Singapour ajoute de nouvelles accusations de corruption au dossier contre l'ancien ministre

Un tribunal de Singapour a annoncé huit nouvelles accusations dans l'affaire de corruption impliquant l'ancien ministre des Transports S. Iswaran, alléguant qu'il aurait reçu des objets de valeur, notamment des clubs de golf et du whisky, de Lum Kok Seng, un entrepreneur qui avait des relations avec le gouvernement.

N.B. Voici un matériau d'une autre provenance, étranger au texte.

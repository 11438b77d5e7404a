use crate::infra::AppState;
use axum::http::{header, StatusCode};
use axum::response::IntoResponse;
use axum::Extension;
use axum::Json;
use exit_recon::workflows::offboarding::{
    exit_router, ExitStatusService, ReportDelivery, RosterProvider,
};
use serde_json::json;
use std::sync::Arc;

pub(crate) fn with_exit_routes<R, D>(service: Arc<ExitStatusService<R, D>>) -> axum::Router
where
    R: RosterProvider + 'static,
    D: ReportDelivery + 'static,
{
    exit_router(service)
        .route("/health", axum::routing::get(healthcheck))
        .route("/ready", axum::routing::get(readiness_endpoint))
        .route("/metrics", axum::routing::get(metrics_endpoint))
}

pub(crate) async fn healthcheck() -> Json<serde_json::Value> {
    Json(json!({ "status": "ok" }))
}

pub(crate) async fn readiness_endpoint(Extension(state): Extension<AppState>) -> impl IntoResponse {
    let ready = state.readiness.load(std::sync::atomic::Ordering::Relaxed);
    let status = if ready {
        StatusCode::OK
    } else {
        StatusCode::SERVICE_UNAVAILABLE
    };

    let payload = if ready {
        json!({ "status": "ready" })
    } else {
        json!({ "status": "initializing" })
    };

    (status, Json(payload))
}

pub(crate) async fn metrics_endpoint(Extension(state): Extension<AppState>) -> impl IntoResponse {
    (
        StatusCode::OK,
        [(header::CONTENT_TYPE, "text/plain; version=0.0.4")],
        state.metrics.render(),
    )
}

Lors d'une audience devant les tribunaux de l'État de Singapour lundi, S. Iswaran a plaidé non coupable d'avoir reçu 10 bouteilles de whisky, 12 bouteilles de vin et d'autres articles, dont un vélo Brompton de luxe, de Lum entre novembre 2021 et novembre 2022, The Associated Press signalé. Les objets valaient au total près de 19 000 dollars de Singapour (14 000 dollars), a indiqué le Bureau d'enquête sur les pratiques de corruption dans un communiqué.

Lum est le directeur général de Lum Chang Holdings, la société mère de Lum Chang Building Contractors, qui a des contrats de travail avec le gouvernement singapourien. L'AP a cité le cabinet du procureur général qui aurait déclaré qu'il déciderait d'inculper ou non Lum une fois que le procès contre Iswaran serait terminé.

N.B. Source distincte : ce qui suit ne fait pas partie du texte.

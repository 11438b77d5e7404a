use std::collections::BTreeMap;
use std::time::Duration;

use reqwest::header::{HeaderMap, HeaderName, HeaderValue};
use reqwest::Client;
use serde::Serialize;
use serde_json::Value;
use tracing::{debug, warn};

/// Failure talking to one downstream system (or the roster source).
#[derive(Debug, Clone, thiserror::Error)]
pub enum UpstreamError {
    #[error("{system}: request failed: {detail}")]
    Transport { system: String, detail: String },
    #[error("{system}: no response within {timeout:?}")]
    Timeout { system: String, timeout: Duration },
    #[error("{system}: server error {status}")]
    ServerStatus { system: String, status: u16 },
    #[error("{system}: unexpected response status {status}")]
    UnexpectedStatus { system: String, status: u16 },
    #[error("{system}: response body is not valid JSON: {detail}")]
    Decode { system: String, detail: String },
    #[error("{system}: invalid API response: missing '{key}' key")]
    MissingKey { system: String, key: String },
    #[error("{system}: '{key}' is not a valid {expected}")]
    MalformedKey {
        system: String,
        key: String,
        expected: &'static str,
    },
    #[error("{system}: invalid header '{header}'")]
    InvalidHeader { system: String, header: String },
}

/// JSON-over-HTTP client shared by the roster provider and every system adapter.
#[derive(Debug, Clone)]
pub struct UpstreamClient {
    client: Client,
    timeout: Duration,
}

impl UpstreamClient {
    pub fn new(timeout: Duration) -> Result<Self, UpstreamError> {
        let client = Client::builder()
            .timeout(timeout)
            .build()
            .map_err(|err| UpstreamError::Transport {
                system: "http-client".to_string(),
                detail: err.to_string(),
            })?;

        Ok(Self { client, timeout })
    }

    /// POST `body` as JSON and return the decoded JSON response.
    ///
    /// Only 2xx responses yield a body; 5xx and every other status are errors.
    pub async fn post_json<B>(
        &self,
        system: &str,
        url: &str,
        headers: &BTreeMap<String, String>,
        body: &B,
    ) -> Result<Value, UpstreamError>
    where
        B: Serialize + ?Sized,
    {
        let header_map = build_headers(system, headers)?;
        debug!(system, url, "posting upstream request");

        let response = self
            .client
            .post(url)
            .headers(header_map)
            .json(body)
            .send()
            .await
            .map_err(|err| self.map_transport(system, err))?;

        let status = response.status();
        if status.is_server_error() {
            return Err(UpstreamError::ServerStatus {
                system: system.to_string(),
                status: status.as_u16(),
            });
        }
        if !status.is_success() {
            warn!(system, %status, "upstream returned non-success status");
            return Err(UpstreamError::UnexpectedStatus {
                system: system.to_string(),
                status: status.as_u16(),
            });
        }

        response
            .json::<Value>()
            .await
            .map_err(|err| UpstreamError::Decode {
                system: system.to_string(),
                detail: err.to_string(),
            })
    }

    fn map_transport(&self, system: &str, err: reqwest::Error) -> UpstreamError {
        if err.is_timeout() {
            UpstreamError::Timeout {
                system: system.to_string(),
                timeout: self.timeout,
            }
        } else {
            UpstreamError::Transport {
                system: system.to_string(),
                detail: err.to_string(),
            }
        }
    }
}

/// Text form of a JSON scalar; upstreams send ids as strings or numbers interchangeably.
pub(crate) fn scalar_text(value: &Value) -> Option<String> {
    match value {
        Value::String(text) => Some(text.clone()),
        Value::Number(number) => Some(number.to_string()),
        Value::Bool(flag) => Some(flag.to_string()),
        _ => None,
    }
}

fn build_headers(
    system: &str,
    headers: &BTreeMap<String, String>,
) -> Result<HeaderMap, UpstreamError> {
    let mut map = HeaderMap::with_capacity(headers.len());
    for (name, value) in headers {
        let invalid = || UpstreamError::InvalidHeader {
            system: system.to_string(),
            header: name.clone(),
        };
        let name = HeaderName::from_bytes(name.as_bytes()).map_err(|_| invalid())?;
        let value = HeaderValue::from_str(value).map_err(|_| invalid())?;
        map.insert(name, value);
    }
    Ok(map)
}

Membre de longue date du Parti d'action populaire (PAP), Iswaran a joué un rôle important dans l'introduction des courses de Formule 1 à Singapour en 2008. Il a été nommé ministre des Transports en 2021 et a été arrêté avec le magnat de l'hôtellerie Ong Beng Seng en juillet de l'année dernière. . Il a remis sa démission au Premier ministre Lee Hsien Loong en janvier.

Les huit accusations s'ajoutent aux 27 déjà annoncées le 18 janvier, qui comprenaient deux chefs de corruption en vertu de la loi sur la prévention de la corruption, un pour entrave à la justice et 24 pour obtention d'objets de valeur d'une valeur de 384 340 dollars singapouriens (286 181 dollars) en tant que fonctionnaire en vertu du Code pénal. . La plupart d'entre eux concernaient des billets pour des événements exclusifs, notamment le Grand Prix de Singapour, des matchs de football de Premier League et des productions théâtrales du West End, qu'il aurait reçus d'Ong, qui a été arrêté avec Iswaran en juillet dernier. Iswaran est accusé d'avoir défendu les intérêts commerciaux d'Ong en échange de cadeaux. Iswaran a plaidé non coupable des 27 chefs d'accusation.

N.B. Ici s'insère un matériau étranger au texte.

use std::path::Path;
use std::sync::atomic::{AtomicUsize, Ordering};
use std::sync::{Arc, Mutex};
use std::time::Duration;

use async_trait::async_trait;
use axum::response::Response;
use axum::Router;
use serde_json::Value;

use crate::workflows::offboarding::adapters::{SystemAdapter, SystemDescriptor};
use crate::workflows::offboarding::delivery::{
    DeliveryError, DeliveryRequest, DeliverySettings, ReportDelivery,
};
use crate::workflows::offboarding::domain::{EmployeeRecord, SystemStatusEntry};
use crate::workflows::offboarding::fanout::FanOut;
use crate::workflows::offboarding::report::ReportAssembler;
use crate::workflows::offboarding::roster::{RosterError, RosterProvider};
use crate::workflows::offboarding::router::exit_router;
use crate::workflows::offboarding::service::ExitStatusService;
use crate::workflows::offboarding::upstream::UpstreamError;

pub(super) fn employee(id: &str, name: &str, email: &str) -> EmployeeRecord {
    EmployeeRecord {
        id: id.to_string(),
        full_name: name.to_string(),
        company_email: email.to_string(),
    }
}

pub(super) fn roster() -> Vec<EmployeeRecord> {
    vec![
        employee("E1", "A", "a@x.com"),
        employee("E2", "B", "b@x.com"),
    ]
}

#[derive(Default)]
pub(super) struct MemoryRoster {
    employees: Vec<EmployeeRecord>,
    fetches: AtomicUsize,
}

impl MemoryRoster {
    pub(super) fn with(employees: Vec<EmployeeRecord>) -> Self {
        Self {
            employees,
            fetches: AtomicUsize::new(0),
        }
    }

    pub(super) fn fetches(&self) -> usize {
        self.fetches.load(Ordering::SeqCst)
    }
}

#[async_trait]
impl RosterProvider for MemoryRoster {
    async fn fetch(&self) -> Result<Vec<EmployeeRecord>, RosterError> {
        self.fetches.fetch_add(1, Ordering::SeqCst);
        Ok(self.employees.clone())
    }
}

pub(super) struct UnreachableRoster;

#[async_trait]
impl RosterProvider for UnreachableRoster {
    async fn fetch(&self) -> Result<Vec<EmployeeRecord>, RosterError> {
        Err(RosterError::Upstream(UpstreamError::MissingKey {
            system: "roster".to_string(),
            key: "employee_data".to_string(),
        }))
    }
}

#[derive(Default)]
pub(super) struct MemoryDelivery {
    sent: Mutex<Vec<DeliveryRequest>>,
    attachment_existed: Mutex<Vec<bool>>,
}

impl MemoryDelivery {
    pub(super) fn sent(&self) -> Vec<DeliveryRequest> {
        self.sent.lock().expect("delivery lock").clone()
    }

    pub(super) fn attachment_existed(&self) -> Vec<bool> {
        self.attachment_existed.lock().expect("delivery lock").clone()
    }
}

#[async_trait]
impl ReportDelivery for MemoryDelivery {
    async fn send(&self, request: &DeliveryRequest) -> Result<(), DeliveryError> {
        self.attachment_existed
            .lock()
            .expect("delivery lock")
            .push(request.attachment_path.exists());
        self.sent.lock().expect("delivery lock").push(request.clone());
        Ok(())
    }
}

pub(super) struct OfflineDelivery;

#[async_trait]
impl ReportDelivery for OfflineDelivery {
    async fn send(&self, _request: &DeliveryRequest) -> Result<(), DeliveryError> {
        Err(DeliveryError::Transport("smtp relay offline".to_string()))
    }
}

/// Adapter answering from a fixed script instead of the network.
#[derive(Debug)]
pub(super) struct ScriptedAdapter {
    descriptor: SystemDescriptor,
    reply: Option<Vec<(String, String)>>,
    delay: Duration,
}

impl ScriptedAdapter {
    pub(super) fn reporting(descriptor: SystemDescriptor, reply: &[(&str, &str)]) -> Self {
        Self {
            descriptor,
            reply: Some(
                reply
                    .iter()
                    .map(|(id, status)| (id.to_string(), status.to_string()))
                    .collect(),
            ),
            delay: Duration::ZERO,
        }
    }

    pub(super) fn failing(descriptor: SystemDescriptor) -> Self {
        Self {
            descriptor,
            reply: None,
            delay: Duration::ZERO,
        }
    }

    pub(super) fn slow(mut self, delay: Duration) -> Self {
        self.delay = delay;
        self
    }
}

#[async_trait]
impl SystemAdapter for ScriptedAdapter {
    fn descriptor(&self) -> &SystemDescriptor {
        &self.descriptor
    }

    async fn fetch_statuses(
        &self,
        roster: &[EmployeeRecord],
    ) -> Result<Vec<SystemStatusEntry>, UpstreamError> {
        if !self.delay.is_zero() {
            tokio::time::sleep(self.delay).await;
        }
        let reply = self.reply.as_ref().ok_or_else(|| UpstreamError::ServerStatus {
            system: self.descriptor.id.to_string(),
            status: 503,
        })?;

        Ok(reply
            .iter()
            .map(|(id, status)| SystemStatusEntry {
                employee_id: id.clone(),
                employee_email: roster
                    .iter()
                    .find(|employee| &employee.id == id)
                    .map(|employee| employee.company_email.clone())
                    .unwrap_or_default(),
                raw_status: status.clone(),
            })
            .collect())
    }
}

pub(super) fn system_a() -> SystemDescriptor {
    SystemDescriptor::batched("system_a", "System A", "http://unused/a", "systemA")
}

pub(super) fn system_b() -> SystemDescriptor {
    SystemDescriptor::batched("system_b", "System B", "http://unused/b", "systemB")
}

pub(super) fn scenario_adapters() -> Vec<Arc<dyn SystemAdapter>> {
    vec![
        Arc::new(ScriptedAdapter::reporting(
            system_a(),
            &[("E1", "deactivated")],
        )),
        Arc::new(ScriptedAdapter::reporting(system_b(), &[])),
    ]
}

pub(super) fn build_service<R, D>(
    roster: Arc<R>,
    adapters: Vec<Arc<dyn SystemAdapter>>,
    delivery: Arc<D>,
    output_dir: &Path,
    settings: DeliverySettings,
) -> ExitStatusService<R, D>
where
    R: RosterProvider + 'static,
    D: ReportDelivery + 'static,
{
    ExitStatusService::new(
        roster,
        FanOut::new(adapters, 4),
        ReportAssembler::new(output_dir),
        delivery,
        settings,
    )
}

pub(super) fn settings() -> DeliverySettings {
    DeliverySettings {
        recipients: ["hr@x.com".to_string()].into_iter().collect(),
        ..DeliverySettings::default()
    }
}

pub(super) fn exit_router_with_service<R, D>(service: ExitStatusService<R, D>) -> Router
where
    R: RosterProvider + 'static,
    D: ReportDelivery + 'static,
{
    exit_router(Arc::new(service))
}

pub(super) async fn read_json_body(response: Response) -> Value {
    let body = axum::body::to_bytes(response.into_body(), 64 * 1024)
        .await
        .expect("read body");
    serde_json::from_slice(&body).expect("json payload")
}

Les enquêtes pour corruption, impliquant notamment de hauts responsables gouvernementaux, sont extrêmement rares à Singapour et le cas d'Iswaran marque la première fois en près de quatre décennies qu'un ministre fait l'objet d'une enquête pour une telle transgression. La dernière a eu lieu en 1986, lorsque le ministre du Développement national, Teh Cheang Wan, a été accusé d'avoir accepté environ 1 million de dollars de pots-de-vin, mais s'est suicidé avant que son affaire puisse être jugée.

Le fait que les transgressions présumées d'Iswaran soient mineures – les « gratifications » d'une valeur estimée à 300 000 $ qu'il est accusé d'avoir obtenues ne sont qu'un petit point à côté de certains des plus grands scandales de corruption récents de la région – témoigne des succès que le PAP a remporté dans tous les domaines, sauf éliminer la corruption. Il y est parvenu en offrant aux fonctionnaires une rémunération généreuse, compétitive par rapport aux salaires du secteur privé, et en sanctionnant sévèrement ceux qui abusent de leur pouvoir. L'accusation d'« obtention de gratification par corruption » en vertu de la loi sur la prévention de la corruption est passible d'une peine de sept ans de prison. Ainsi, s'il est reconnu coupable de toutes les accusations, Iswaran pourrait éventuellement passer le reste de sa vie derrière les barreaux.

L'affaire Iswaran pourrait embarrasser le gouvernement du PAP, qui s'enorgueillit depuis longtemps d'une gouvernance propre et qui a mis à nu les relations douces entre l'élite politique et économique de la cité-État. Dans le même temps, cela donne à l'administration du Premier ministre Lee l'occasion de faire d'Iswaran un exemple et, avant une transition à la tête du PAP, de renouveler la réputation du parti en matière de gouvernance sans tache et efficace. Pour cette seule raison, l’ancien ministre ne peut s’attendre qu’à peu de clémence.